━━━━━ AVAILABLE DATA ━━━━━
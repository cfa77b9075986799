use std::sync::Arc;

use crate::{
    rbt::node::{Node, NodeId, ANCHOR, NIL},
    util::{spinlock, Spinlock},
};

/// Shared handle to a latched node. A thread holding a `Ref` keeps the
/// node alive even after the tree has freed its slot.
pub type Ref<K, V> = Arc<Spinlock<Node<K, V>>>;

struct Slots<K, V> {
    nodes: Vec<Option<Ref<K, V>>>,
    free: Vec<NodeId>,
}

/// Index addressed slab of tree nodes. Slot [NIL] and slot [ANCHOR] are
/// reserved and live as long as the arena.
///
/// The slot table is guarded by its own latch, which is always the last
/// latch acquired and is never held while waiting on any other latch.
pub struct Arena<K, V> {
    spin: bool,
    slots: Arc<Spinlock<Slots<K, V>>>,
}

impl<K, V> Arena<K, V> {
    pub fn new(spin: bool) -> Arena<K, V> {
        let nodes = vec![
            Some(Arc::new(Spinlock::with_spin(Node::new_reserved(), spin))),
            Some(Arc::new(Spinlock::with_spin(Node::new_reserved(), spin))),
        ];
        let slots = Slots { nodes, free: vec![] };
        Arena {
            spin,
            slots: Arc::new(Spinlock::with_spin(slots, spin)),
        }
    }

    /// Resolve handle to node. Panics on a vacant slot, callers shall only
    /// resolve handles read from a live link.
    pub fn get(&self, id: NodeId) -> Ref<K, V> {
        let slots = self.slots.read();
        match slots.nodes.get(id) {
            Some(Some(node)) => Arc::clone(node),
            _ => panic!("dangling node handle {}, call the programmer", id),
        }
    }

    /// Park `node` in a slot, recycle a freed slot if any.
    pub fn alloc(&self, node: Node<K, V>) -> NodeId {
        let node = Arc::new(Spinlock::with_spin(node, self.spin));

        let mut slots = self.slots.write();
        match slots.free.pop() {
            Some(id) => {
                slots.nodes[id] = Some(node);
                id
            }
            None => {
                slots.nodes.push(Some(node));
                slots.nodes.len() - 1
            }
        }
    }

    /// Release the slot for `id`, caller must have unlinked the node.
    pub fn free(&self, id: NodeId) -> Ref<K, V> {
        if id == NIL || id == ANCHOR {
            panic!("freeing reserved node {}, call the programmer", id)
        }

        let mut slots = self.slots.write();
        match slots.nodes.get_mut(id).and_then(|slot| slot.take()) {
            Some(node) => {
                slots.free.push(id);
                node
            }
            None => panic!("double free on node {}, call the programmer", id),
        }
    }

    /// Return number of live nodes, excluding the reserved ones.
    pub fn len(&self) -> usize {
        let slots = self.slots.read();
        slots.nodes.len() - slots.free.len() - 2
    }

    /// Return number of slots ever allocated, excluding the reserved ones.
    pub fn to_capacity(&self) -> usize {
        self.slots.read().nodes.len() - 2
    }

    #[inline]
    pub fn is_spin(&self) -> bool {
        self.spin
    }

    pub fn to_spin_stats(&self) -> crate::Result<spinlock::Stats> {
        self.slots.to_stats()
    }
}

#[cfg(test)]
#[path = "arena_test.rs"]
mod arena_test;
━━━━━
INSTRUCTIONS FOR THE TASK
Please write out the whole listing exactly as given.

PROBLEM SOLUTION
repository cfa77b9075986799
use std::sync::Arc;

use crate::{
    rbt::node::{Node, NodeId, ANCHOR, NIL},
    util::{spinlock, Spinlock},
};

/// Shared handle to a latched node. A thread holding a `Ref` keeps the
/// node alive even after the tree has freed its slot.
pub type Ref<K, V> = Arc<Spinlock<Node<K, V>>>;

struct Slots<K, V> {
    nodes: Vec<Option<Ref<K, V>>>,
    free: Vec<NodeId>,
}

/// Index addressed slab of tree nodes. Slot [NIL] and slot [ANCHOR] are
/// reserved and live as long as the arena.
///
/// The slot table is guarded by its own latch, which is always the last
/// latch acquired and is never held while waiting on any other latch.
pub struct Arena<K, V> {
    spin: bool,
    slots: Arc<Spinlock<Slots<K, V>>>,
}

impl<K, V> Arena<K, V> {
    pub fn new(spin: bool) -> Arena<K, V> {
        let nodes = vec![
            Some(Arc::new(Spinlock::with_spin(Node::new_reserved(), spin))),
            Some(Arc::new(Spinlock::with_spin(Node::new_reserved(), spin))),
        ];
        let slots = Slots { nodes, free: vec![] };
        Arena {
            spin,
            slots: Arc::new(Spinlock::with_spin(slots, spin)),
        }
    }

    /// Resolve handle to node. Panics on a vacant slot, callers shall only
    /// resolve handles read from a live link.
    pub fn get(&self, id: NodeId) -> Ref<K, V> {
        let slots = self.slots.read();
        match slots.nodes.get(id) {
            Some(Some(node)) => Arc::clone(node),
            _ => panic!("dangling node handle {}, call the programmer", id),
        }
    }

    /// Park `node` in a slot, recycle a freed slot if any.
    pub fn alloc(&self, node: Node<K, V>) -> NodeId {
        let node = Arc::new(Spinlock::with_spin(node, self.spin));

        let mut slots = self.slots.write();
        match slots.free.pop() {
            Some(id) => {
                slots.nodes[id] = Some(node);
                id
            }
            None => {
                slots.nodes.push(Some(node));
                slots.nodes.len() - 1
            }
        }
    }

    /// Release the slot for `id`, caller must have unlinked the node.
    pub fn free(&self, id: NodeId) -> Ref<K, V> {
        if id == NIL || id == ANCHOR {
            panic!("freeing reserved node {}, call the programmer", id)
        }

        let mut slots = self.slots.write();
        match slots.nodes.get_mut(id).and_then(|slot| slot.take()) {
            Some(node) => {
                slots.free.push(id);
                node
            }
            None => panic!("double free on node {}, call the programmer", id),
        }
    }

    /// Return number of live nodes, excluding the reserved ones.
    pub fn len(&self) -> usize {
        let slots = self.slots.read();
        slots.nodes.len() - slots.free.len() - 2
    }

    /// Return number of slots ever allocated, excluding the reserved ones.
    pub fn to_capacity(&self) -> usize {
        self.slots.read().nodes.len() - 2
    }

    #[inline]
    pub fn is_spin(&self) -> bool {
        self.spin
    }

    pub fn to_spin_stats(&self) -> crate::Result<spinlock::Stats> {
        self.slots.to_stats()
    }
}

#[cfg(test)]
#[path = "arena_test.rs"]
mod arena_test;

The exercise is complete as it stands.